__Assigned task__:
Return each line of the records below that contains the word "Algorithm".

__Exercise inputs__:
pub mod settings;

pub use settings::{
    AuthConfig, BillingConfig, GatewayConfig, PlansConfig, ServerConfig, Settings, StorageConfig,
};
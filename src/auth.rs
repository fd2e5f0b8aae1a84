use axum::http::HeaderMap;
use jsonwebtoken::{Algorithm, DecodingKey, EncodingKey, Header, Validation, decode, encode};
use serde::{Deserialize, Serialize};
use sha2::{Digest, Sha256};

use crate::error::{BillingError, Result};

/// Claims of the auth provider's access tokens that billing cares about.
#[derive(Debug, Clone, Serialize, Deserialize)]
pub struct AccessTokenClaims {
    pub sub: String,
    #[serde(default, skip_serializing_if = "Option::is_none")]
    pub email: Option<String>,
    pub exp: i64,
    #[serde(default, skip_serializing_if = "Option::is_none")]
    pub iat: Option<i64>,
}

#[derive(Debug, Clone, PartialEq, Eq)]
pub struct CurrentUser {
    pub id: String,
    pub email: Option<String>,
}

pub fn bearer_token(headers: &HeaderMap) -> Option<&str> {
    headers
        .get(axum::http::header::AUTHORIZATION)
        .and_then(|v| v.to_str().ok())
        .and_then(|s| s.strip_prefix("Bearer "))
        .map(str::trim)
        .filter(|s| !s.is_empty())
}

// Short, non-reversible tag for logs.
pub fn token_fingerprint(token: &str) -> String {
    let digest = Sha256::digest(token.as_bytes());
    hex::encode(&digest[..6])
}

/// Verifies HS256 access tokens.
#[derive(Clone)]
pub struct AuthVerifier {
    secret: Option<Vec<u8>>,
    validation: Validation,
}

impl AuthVerifier {
    pub fn new(secret: Option<&str>) -> Self {
        let mut validation = Validation::new(Algorithm::HS256);
        validation.leeway = 0;
        validation.set_required_spec_claims(&["exp", "sub"]);
        Self {
            secret: secret
                .map(str::trim)
                .filter(|s| !s.is_empty())
                .map(|s| s.as_bytes().to_vec()),
            validation,
        }
    }

    fn secret(&self) -> Result<&[u8]> {
        self.secret
            .as_deref()
            .ok_or_else(|| BillingError::ConfigurationMissing("auth.jwt_secret".into()))
    }

    pub fn sign(&self, claims: &AccessTokenClaims) -> Result<String> {
        encode(
            &Header::new(Algorithm::HS256),
            claims,
            &EncodingKey::from_secret(self.secret()?),
        )
        .map_err(BillingError::from)
    }

    pub fn verify(&self, token: &str) -> Result<AccessTokenClaims> {
        let data = decode::<AccessTokenClaims>(
            token,
            &DecodingKey::from_secret(self.secret()?),
            &self.validation,
        )
        .map_err(|e| BillingError::Unauthorized(format!("invalid token: {e}")))?;
        if data.claims.sub.trim().is_empty() {
            return Err(BillingError::Unauthorized("invalid token: subject".into()));
        }
        Ok(data.claims)
    }

    /// Identity from the bearer token, if any and valid.
    pub fn current_user(&self, headers: &HeaderMap) -> Option<CurrentUser> {
        self.require_user(headers).ok()
    }

    pub fn require_user(&self, headers: &HeaderMap) -> Result<CurrentUser> {
        let token = bearer_token(headers)
            .ok_or_else(|| BillingError::Unauthorized("missing bearer token".into()))?;
        match self.verify(token) {
            Ok(claims) => Ok(CurrentUser {
                id: claims.sub,
                email: claims.email,
            }),
            Err(e) => {
                tracing::debug!(token = %token_fingerprint(token), "rejected access token: {}", e);
                Err(e)
            }
        }
    }
}

fn constant_time_eq(a: &[u8], b: &[u8]) -> bool {
    let (da, db) = (Sha256::digest(a), Sha256::digest(b));
    da.iter().zip(db.iter()).fold(0u8, |acc, (x, y)| acc | (x ^ y)) == 0
}

/// Bearer check for the renewal trigger and operator routes. An unset
/// secret rejects every call.
pub fn require_service_secret(headers: &HeaderMap, secret: Option<&str>) -> Result<()> {
    let Some(expected) = secret.map(str::trim).filter(|s| !s.is_empty()) else {
        tracing::warn!("service call rejected: cron secret not configured");
        return Err(BillingError::Unauthorized("service secret not configured".into()));
    };
    let Some(provided) = bearer_token(headers) else {
        return Err(BillingError::Unauthorized("missing bearer token".into()));
    };
    if !constant_time_eq(provided.as_bytes(), expected.as_bytes()) {
        tracing::warn!(token = %token_fingerprint(provided), "service call rejected: wrong secret");
        return Err(BillingError::Unauthorized("invalid service secret".into()));
    }
    Ok(())
}

#[cfg(test)]
mod tests {
    use super::*;
    use axum::http::HeaderValue;
    use chrono::{DateTime, Duration, Utc};

    fn headers_with(token: &str) -> HeaderMap {
        let mut h = HeaderMap::new();
        h.insert(
            axum::http::header::AUTHORIZATION,
            HeaderValue::from_str(&format!("Bearer {token}")).unwrap(),
        );
        h
    }

    fn claims(exp: DateTime<Utc>) -> AccessTokenClaims {
        AccessTokenClaims {
            sub: "user-1".into(),
            email: Some("a@b.c".into()),
            exp: exp.timestamp(),
            iat: None,
        }
    }

    #[test]
    fn signed_token_verifies() {
        let v = AuthVerifier::new(Some("s3cret"));
        let now = Utc::now();
        let token = v.sign(&claims(now + Duration::minutes(5))).unwrap();
        let user = v.current_user(&headers_with(&token)).unwrap();
        assert_eq!(user.id, "user-1");
        assert_eq!(user.email.as_deref(), Some("a@b.c"));
    }

    #[test]
    fn rejects_expired_tampered_and_foreign_tokens() {
        let v = AuthVerifier::new(Some("s3cret"));
        let now = Utc::now();
        let expired = v.sign(&claims(now - Duration::seconds(1))).unwrap();
        assert!(v.verify(&expired).is_err());

        let token = v.sign(&claims(now + Duration::minutes(5))).unwrap();
        let other = AuthVerifier::new(Some("other"));
        assert!(other.verify(&token).is_err());

        // payload signed under another key spliced into a valid token
        let mut admin = claims(now + Duration::minutes(5));
        admin.sub = "admin".into();
        let foreign = other.sign(&admin).unwrap();
        let mut parts: Vec<&str> = token.split('.').collect();
        parts[1] = foreign.split('.').nth(1).unwrap();
        assert!(v.verify(&parts.join(".")).is_err());

        // {"alg":"none"} . {"sub":"x","exp":99999999999} . <empty>
        let none_alg = "eyJhbGciOiJub25lIn0.eyJzdWIiOiJ4IiwiZXhwIjo5OTk5OTk5OTk5OX0.";
        assert!(v.verify(none_alg).is_err());
        assert!(v.verify("garbage").is_err());
    }

    #[test]
    fn empty_subject_is_rejected() {
        let v = AuthVerifier::new(Some("s3cret"));
        let mut c = claims(Utc::now() + Duration::minutes(5));
        c.sub = "  ".into();
        let token = v.sign(&c).unwrap();
        assert!(matches!(v.verify(&token), Err(BillingError::Unauthorized(_))));
    }

    #[test]
    fn missing_secret_rejects_tokens() {
        let v = AuthVerifier::new(None);
        assert!(v.current_user(&headers_with("a.b.c")).is_none());
        assert!(v.current_user(&HeaderMap::new()).is_none());
    }

    #[test]
    fn service_secret_must_match() {
        assert!(require_service_secret(&headers_with("cron"), Some("cron")).is_ok());
        assert!(require_service_secret(&headers_with("cron2"), Some("cron")).is_err());
        assert!(require_service_secret(&HeaderMap::new(), Some("cron")).is_err());
        assert!(require_service_secret(&headers_with("cron"), None).is_err());
        assert!(require_service_secret(&headers_with(""), Some("")).is_err());
    }
}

__Answer for this exercise__:
use jsonwebtoken::{Algorithm, DecodingKey, EncodingKey, Header, Validation, decode, encode};
        let mut validation = Validation::new(Algorithm::HS256);
            &Header::new(Algorithm::HS256),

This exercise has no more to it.